Ojo exotista: Su método es un extrañamiento exagerado, o manipulado para producir un efecto. También teñir la diferencia cultural con los colorantes de la barbarie, que impiden ver el fondo de lo real. No es una mirada antropológica, por deformar la realidad con sus artificios. El filme documental Los maestros locos (1955), de Jean Rouch, llega a lo revulsivo al registrar el ritual de los Houka, una secta de inmigrantes procedentes de Níger que no expresa formas culturales de su país de origen y menos aún de Ghana, donde se filmó. Se trata en este caso de un sistema simbólico altamente confuso, cuyo núcleo reside en el sacrificio de un perro, que es luego desollado, eviscerado y hervido para comulgar finalmente con su carne como un signo de coraje y fuerza vital. En su entusiasmo por esta rareza de más valor psicológico que etnográfico, Rouch ni siquiera se pregunta por qué ni para quién filma tal atrocidad, pues el delirio privativo de un pequeño grupo corre el riesgo de ser interpretado como algo propio de las culturas africanas. Lo que sí resulta interesante en este filme, desde el punto de vista antropológico, son los mecanismos del trance que se observan.
Ojo etnográfico: Definido inicialmente por Marcel Mauss y los jóvenes etnólogos que lo seguían en África, así como por Margaret Mead y Gregory Bateson, en experiencias realizadas en los años treinta en Bali y Nueva Guinea. Al afrontar el desafío de la alteridad, despoja al ojo de toda intención estética, a fin de darle un rigor científico que resulte útil a la investigación, como una técnica más de ella. De este modo, pierde todo sentido el montaje, así como su noción de ritmo, por la distorsión que implican la cronología de los hechos y la duración real de las escenas. Claudine de France habría de distinguir posteriormente entre el cine de exploración etnográfica –en el cual el registro de la imagen es parte de la misma investigación y está signado por la incertidumbre de lo que la cámara filmará– y lo que llama cine explicativo –o sea, la descripción fílmica de los resultados de la investigación– que sería el documental antropológico en sentido estricto y no ya meras fichas filmadas, de carácter personal y no comunicativo, como el anterior.

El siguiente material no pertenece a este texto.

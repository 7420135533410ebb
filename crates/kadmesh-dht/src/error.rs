//! Error types for DHT operations
//!
//! Errors are split along the lines the rest of the system reacts to:
//!
//! - **Transient**: transport failures and missed quorums. Worth retrying.
//! - **Key-blocked**: an authenticated tombstone covers the key. Callers
//!   should stop retrying that key.
//! - **Permanent**: invalid configuration, destroyed instance, local I/O.
//!
//! Diversification is not an error; it is reported through
//! [`crate::control::PutResult`].

use crate::control::state::StateError;
use crate::db::key_block::KeyBlockError;
use crate::node_id::NodeId;
use crate::rpc::RpcError;
use kadmesh_transport::MuxError;
use std::borrow::Cow;
use thiserror::Error;

/// Errors surfaced by the DHT
#[derive(Debug, Error)]
pub enum DhtError {
    /// Binding or multiplexer registration failed
    #[error("Transport error: {0}")]
    Mux(#[from] MuxError),

    /// A single RPC failed
    #[error("RPC failed: {0}")]
    Rpc(#[from] RpcError),

    /// Fewer STOREs succeeded than the replication control requires
    #[error("Quorum not reached: {acks} of {required} acknowledgements")]
    QuorumNotReached {
        /// Successful STOREs
        acks: usize,
        /// Required STOREs
        required: usize,
    },

    /// Payload does not fit in a single STORE
    #[error("Value of {size} bytes exceeds the {max} byte limit")]
    ValueTooLarge {
        /// Payload size
        size: usize,
        /// Largest accepted payload
        max: usize,
    },

    /// The key is covered by a valid key-block
    #[error("Key {key} is blocked")]
    KeyBlocked {
        /// Blocked key
        key: NodeId,
    },

    /// Key-block could not be applied
    #[error("Key-block rejected: {0}")]
    KeyBlock(#[from] KeyBlockError),

    /// Routing state export or import failed
    #[error("State error: {0}")]
    State(#[from] StateError),

    /// Invalid configuration
    #[error("Invalid configuration: {0}")]
    InvalidConfig(Cow<'static, str>),

    /// Operation not allowed in the current lifecycle state
    #[error("Invalid state: {0}")]
    InvalidState(Cow<'static, str>),

    /// The DHT has been destroyed
    #[error("DHT destroyed")]
    Destroyed,

    /// Local I/O failure
    #[error("I/O error: {0}")]
    Io(#[from] std::io::Error),
}

impl DhtError {
    /// Whether retrying later may succeed
    #[must_use]
    pub fn is_transient(&self) -> bool {
        matches!(self, Self::Rpc(_) | Self::QuorumNotReached { .. })
    }

    /// Whether the failure came from a key-block
    #[must_use]
    pub fn is_key_blocked(&self) -> bool {
        matches!(self, Self::KeyBlocked { .. })
    }
}

/// Result type for DHT operations
pub type Result<T> = std::result::Result<T, DhtError>;

#[cfg(test)]
mod tests {
    use super::*;

    #[test]
    fn test_error_classification() {
        let err = DhtError::QuorumNotReached {
            acks: 2,
            required: 3,
        };
        assert!(err.is_transient());
        assert!(err.to_string().contains("2 of 3"));

        let err = DhtError::KeyBlocked {
            key: NodeId::ZERO,
        };
        assert!(err.is_key_blocked());
        assert!(!err.is_transient());

        let err = DhtError::ValueTooLarge { size: 70_000, max: 64_512 };
        assert!(!err.is_transient());
        assert!(err.to_string().contains("70000"));

        assert!(!DhtError::Destroyed.is_transient());
        assert!(DhtError::Rpc(RpcError::Closed).is_transient());
    }
}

Esto implica, desde ya, una transacción con los recursos estéticos, sobre todo si se aspira a una difusión mediática.
Ojo folklorista: Deshumaniza a las culturas subalternas al detenerse en su colorido, en la habilidad manual y su devoción a los símbolos con que las dominan. Se pretende una mirada antropológica, pero no lo es, por su impotencia de profundizar en los universos simbólicos y de neutralizar sus mistificaciones etnocéntricas. También por la ideología de clase que suele caracterizarla, en tanto apropiación burguesa de la cultura popular que la despoja de sus vetas contestatarias para hacerla digerible a las buenas conciencias del consumo.
Ojo turístico: Busca el tipicismo, una identidad estereotipada hasta la tarjeta postal, sin detenerse en la intimidad de los paisajes ni en el alma de las personas. Mirada exterior, superficial y acelerada, que en su afán de mostrarlo todo en muy escaso tiempo no muestra nada, y si lo hace es para tipificarlo burdamente. Aplana así la realidad en que se posa hasta convertir a los pobladores de una región en amables muñecos vestidos con prendas llamativas. Invita de este modo al turismo masivo a visitar un «paraíso» no alcanzado por las miserias de la historia, donde podrá participar en formas culturales de vieja y noble tradición, a las que el mercado ha corrompido ya a menudo por completo.
François TruffautOjo ausente: Postulado por Richard Leacock para caracterizar su direct cinema. A diferencia del ojo neutro, que afirma su presencia en la escena, este método aboga por la no intervención del realizador en los acontecimientos que registra. De una forma más completa que cualquier otro estilo documental, se preocupa de que la cámara no altere la realidad social que registra. A tal fin, debe estar tan ausente de la acción documentada como «una mosca en la pared», que ve sin que la vean.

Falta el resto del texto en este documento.